Es por causa de esta
visión del derecho intelectual sobre algo, que para nuestra cultura es
importante distinguir claramente quién es el autor de una obra, pues eso no
solamente legitima el valor del documento, sino, nos ayuda a comprender mejor
lo que quiere decir, en función de las características de su autor. Pero, para
decepción de muchos, los libros de la Biblia no se escribieron bajo estos principios,
y sus medios de legitimación poco tienen que ver con saber o no quién es el
autor de la obra. Para el mundo bíblico, un documento escrito tiene otras formas de validarse, más allá
de quién sea su redactor.
3. La concepción antigua de la literatura
y sus autores
Queda claro, entonces, que
en el mundo de la Biblia, no existen los “Derechos de Autor”, sino que, como
explica el profesor José Pedro Tosaus, en la antigua cultura semita, donde
nació la Biblia, se escribía con otra mentalidad. La literatura era vista con
ojos más comunitarios y consciencia colectiva. No interesaba saber quién era el
individuo redactor, sino, en qué medida ese escrito representa el corazón de la
comunidad. El nombre de un personaje que represente el escrito, solamente era
necesario cuando toda la comunidad podía ser identificada con ese nombre.

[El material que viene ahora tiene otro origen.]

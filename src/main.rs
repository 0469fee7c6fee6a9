// PII Anonymizer - tag-routed anonymization of PII fragments
// Copyright (c) 2025 PII Anonymizer Contributors
// Licensed under the MIT License

use clap::Parser;
use pii_anonymizer::cli::{Cli, Commands};
use pii_anonymizer::config::{load_config, LoggingConfig};
use pii_anonymizer::logging::init_logging;
use std::process;

fn main() {
    // Load environment variables from .env file if present
    let _ = dotenvy::dotenv();

    let cli = Cli::parse();

    // Logging settings come from the config file when it loads; commands report
    // load failures themselves
    let logging_config = match &cli.command {
        Commands::Init(_) => LoggingConfig::default(),
        _ => load_config(&cli.config)
            .map(|settings| settings.logging)
            .unwrap_or_default(),
    };
    let log_level = cli
        .log_level
        .clone()
        .unwrap_or_else(|| logging_config.level.clone());

    let guard = match init_logging(&log_level, &logging_config) {
        Ok(guard) => guard,
        Err(e) => {
            eprintln!("Failed to initialize logging: {e}");
            process::exit(5);
        }
    };

    tracing::debug!(
        version = env!("CARGO_PKG_VERSION"),
        "PII Anonymizer - tag-routed anonymization of PII fragments"
    );

    let exit_code = match execute_command(&cli) {
        Ok(code) => code,
        Err(e) => {
            tracing::error!(error = %e, "Command execution failed");
            eprintln!("Error: {e:#}");
            5
        }
    };

    // process::exit skips destructors, so flush file logs first
    drop(guard);
    process::exit(exit_code);
}

/// Execute the CLI command
fn execute_command(cli: &Cli) -> anyhow::Result<i32> {
    match &cli.command {
        Commands::Anonymize(args) => args.execute(&cli.config),
        Commands::ValidateConfig(args) => args.execute(&cli.config),
        Commands::Init(args) => args.execute(),
    }
}
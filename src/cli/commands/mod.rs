//! CLI command implementations
//!
//! Commands return the process exit code: 0 success, 2 configuration error,
//! 3 anonymization error. Unexpected failures surface as `Err` and map to 5.

pub mod anonymize;
pub mod init;
pub mod validate;
//! Laplace noise for numeric values
//!
//! Adds noise drawn from `Laplace(0, sensitivity / epsilon)`, which makes a query
//! with the given L1 sensitivity ε-differentially private.

use super::Mechanism;
use crate::domain::{AnonymizerError, Result};
use rand::rngs::OsRng;
use rand::RngCore;
use rand_distr::{Distribution, Exp};
use serde::{Deserialize, Serialize};
use std::fmt;

pub(crate) const KIND: &str = "laplaceNoise";

fn default_sensitivity() -> f64 {
    1.0
}

/// Parameters of [`LaplaceNoise`]
#[derive(Debug, Clone, Serialize, Deserialize)]
#[serde(deny_unknown_fields)]
pub struct LaplaceNoiseConfig {
    /// Privacy budget, must be positive
    pub epsilon: f64,

    /// L1 sensitivity of the value, must be positive
    #[serde(default = "default_sensitivity")]
    pub sensitivity: f64,
}

impl LaplaceNoiseConfig {
    pub fn new(epsilon: f64) -> Self {
        Self {
            epsilon,
            sensitivity: default_sensitivity(),
        }
    }

    pub fn with_sensitivity(mut self, sensitivity: f64) -> Self {
        self.sensitivity = sensitivity;
        self
    }

    pub fn validate(&self) -> Result<()> {
        check_positive("epsilon", self.epsilon)?;
        check_positive("sensitivity", self.sensitivity)?;
        let scale = self.sensitivity / self.epsilon;
        if !scale.is_finite() || scale <= 0.0 {
            return Err(AnonymizerError::InvalidConfig(format!(
                "Noise scale sensitivity / epsilon must be finite and positive, got {scale}"
            )));
        }
        Ok(())
    }

    pub fn build(&self) -> Result<LaplaceNoise> {
        LaplaceNoise::new(self.epsilon, self.sensitivity)
    }
}

fn check_positive(name: &str, value: f64) -> Result<()> {
    if value.is_finite() && value > 0.0 {
        Ok(())
    } else {
        Err(AnonymizerError::InvalidConfig(format!(
            "{name} must be finite and positive, got {value}"
        )))
    }
}

/// Adds Laplace noise to numbers
///
/// The noise is the difference of two independent exponential draws with mean
/// `sensitivity / epsilon`.
pub struct LaplaceNoise {
    scale: f64,
    exp: Exp<f64>,
    rng: Box<dyn RngCore + Send>,
}

impl LaplaceNoise {
    /// # Errors
    ///
    /// Returns [`AnonymizerError::InvalidConfig`] unless both parameters are finite
    /// and positive.
    pub fn new(epsilon: f64, sensitivity: f64) -> Result<Self> {
        LaplaceNoiseConfig {
            epsilon,
            sensitivity,
        }
        .validate()?;

        let scale = sensitivity / epsilon;
        let exp = Exp::new(1.0 / scale).map_err(|e| {
            AnonymizerError::InvalidConfig(format!("Invalid noise scale {scale}: {e}"))
        })?;

        Ok(Self {
            scale,
            exp,
            rng: Box::new(OsRng),
        })
    }

    /// Replace the random source
    pub fn with_rng(mut self, rng: impl RngCore + Send + 'static) -> Self {
        self.rng = Box::new(rng);
        self
    }

    /// Scale `b` of the Laplace distribution
    pub fn scale(&self) -> f64 {
        self.scale
    }

    fn noise(&mut self) -> f64 {
        self.exp.sample(&mut self.rng) - self.exp.sample(&mut self.rng)
    }
}

impl fmt::Debug for LaplaceNoise {
    fn fmt(&self, f: &mut fmt::Formatter<'_>) -> fmt::Result {
        f.debug_struct("LaplaceNoise")
            .field("scale", &self.scale)
            .finish_non_exhaustive()
    }
}

impl Mechanism for LaplaceNoise {
    fn anonymize(&mut self, input: &str) -> Result<String> {
        let value: f64 = input
            .trim()
            .parse()
            .map_err(|_| AnonymizerError::InvalidInput("Input is not a number".to_string()))?;
        if !value.is_finite() {
            return Err(AnonymizerError::InvalidInput(
                "Input is not a finite number".to_string(),
            ));
        }

        Ok((value + self.noise()).to_string())
    }

    fn kind(&self) -> &'static str {
        KIND
    }
}

#[cfg(test)]
mod tests {
    use super::*;
    use rand::rngs::StdRng;
    use rand::SeedableRng;

    fn seeded(epsilon: f64, sensitivity: f64) -> LaplaceNoise {
        LaplaceNoise::new(epsilon, sensitivity)
            .unwrap()
            .with_rng(StdRng::seed_from_u64(11))
    }

    #[test]
    fn test_scale() {
        assert_eq!(seeded(2.0, 1.0).scale(), 0.5);
        assert_eq!(LaplaceNoiseConfig::new(0.5).build().unwrap().scale(), 2.0);
    }

    #[test]
    fn test_output_is_numeric_and_varies() {
        let mut mechanism = seeded(1.0, 1.0);
        let outputs: Vec<f64> = (0..10)
            .map(|_| mechanism.anonymize("42").unwrap().parse().unwrap())
            .collect();
        assert!(outputs.iter().all(|v| v.is_finite()));
        assert!(outputs.iter().any(|v| *v != outputs[0]));
    }

    #[test]
    fn test_noise_statistics() {
        // Laplace(0, b): mean 0, mean absolute deviation b
        let mut mechanism = seeded(1.0, 2.0);
        let draws = 20_000;
        let noise: Vec<f64> = (0..draws)
            .map(|_| mechanism.anonymize("0").unwrap().parse::<f64>().unwrap())
            .collect();
        let mean = noise.iter().sum::<f64>() / draws as f64;
        let mad = noise.iter().map(|v| v.abs()).sum::<f64>() / draws as f64;
        assert!(mean.abs() < 0.1, "mean was {mean}");
        assert!((mad - 2.0).abs() < 0.1, "mean absolute deviation was {mad}");
    }

    #[test]
    fn test_input_is_trimmed() {
        let mut mechanism = seeded(1e9, 1.0);
        let output: f64 = mechanism.anonymize(" 12.5 \n").unwrap().parse().unwrap();
        assert!((output - 12.5).abs() < 1e-6);
    }

    #[test]
    fn test_non_numeric_input() {
        let mut mechanism = seeded(1.0, 1.0);
        for input in ["abc", "", "12,5", "NaN", "inf"] {
            assert!(
                matches!(
                    mechanism.anonymize(input),
                    Err(AnonymizerError::InvalidInput(_))
                ),
                "input {input:?} should be rejected"
            );
        }
    }

    #[test]
    fn test_invalid_parameters() {
        for (epsilon, sensitivity) in [(0.0, 1.0), (-1.0, 1.0), (1.0, 0.0), (f64::NAN, 1.0)] {
            assert!(matches!(
                LaplaceNoise::new(epsilon, sensitivity),
                Err(AnonymizerError::InvalidConfig(_))
            ));
        }
        assert!(LaplaceNoiseConfig::new(1e-320).validate().is_err());
    }
}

Por
ejemplo, en el caso de los evangelistas los nombres que aparecen ahí solamente
son importantes en la medida en que logran identificar a las comunidades con la
fe apostólica.
Para entender mejor esta idiosincrasia,
debemos tomar distancia de nuestros modelos individualistas, que buscan el protagonismo
y reconocimiento del individuo, desconociendo que es el grupo, la comunidad, lo que crea y hace posible que surja cualquier pensamiento, idea, mensaje o literatura. El individuo se debe a la comunidad, por lo tanto, es la comunidad
la que reclama el legítimo derecho de reconocer, valorar y perpetuar un
escrito.
En esta misma línea debemos
entender la pseudoepigrafía. Es decir, la atribución de una obra a un autor que
no participó en la redacción de la misma. Por ejemplo, las cartas conocidas
como deuteropaulinas, que fueron escritas por discípulos pertenecientes a la escuela
paulina y que firmaron sus misivas en nombre de su maestro, aun cuando
posiblemente Pablo ya haya estado muerto. Esto, en nuestro contexto suena
fraudulento, pero no en el contexto del Nuevo Testamento. Más bien, colocar el
nombre de Pablo en una carta que él no escribió, es rendir honor al maestro,
haciendo vigente su pensamiento y poniendo en su boca lo que seguramente él
hubiese dicho frente a una situación similar.
Además, existe otra
característica importante que resaltar de la literatura bíblica antigua: se
trata de una literatura abierta. Nosotros estamos acostumbrados, otra vez por
los “derechos de autor”, a que nuestras literaturas sean obras cerradas. Si el
autor pone punto final, nadie más tiene derecho a alterar ese texto. En cambio,
en el mundo bíblico, la literatura tiene la libertad de ser actualizada por
nuevas manos redactoras. Es decir, en un solo libro, podemos encontrar a muchos
autores, que con el pasar del tiempo fueron actualizando el texto y dándole nuevos
sentidos al primer documento. Esto para nosotros puede significar como una
especie de alteración, manipulación, o distorsión del texto; pero para el judío
antiguo esto significaba el aporte de nuevas sabidurías a un texto que es
dinámico, y que necesita ser actualizado y renovado, así como la comunidad
misma es también dinámica.
Frente a esta realidad,
los defensores de las autorías clásicas se verían en un gran dilema. Pues ¿cómo
puede Moisés reclamar la autoría de cinco libros de la Biblia, cuando
claramente en esos libros se pueden distinguir muchas manos redactoras? O ¿Cómo
podemos decir que Isaías, el profeta, escribió todo el libro, cuando claramente
se distingue en el libro tres contextos históricos que sobrepasan las fronteras
temporales del profeta?
4. ¿Dónde queda la inspiración divina?
No son pocas las veces
cuando he tenido que explicar esto en un salón de clases, que alguien me
pregunte: Profesor ¿Dónde queda entonces la inspiración divina? Pues nuestra
doctrina sobre la inspiración divina, nos dice que Dios inspiró a los
escritores bíblicos, independientemente de quiénes hayan sido estos. La
doctrina de la inspiración no está condicionada a la autenticidad de las firmas
de un autor o no. La Biblia fue Palabra de Dios para nosotros antes de saber
todas estas cosas, y seguirá siendo después de esto. Sólo que ahora, sabemos un
poquito más.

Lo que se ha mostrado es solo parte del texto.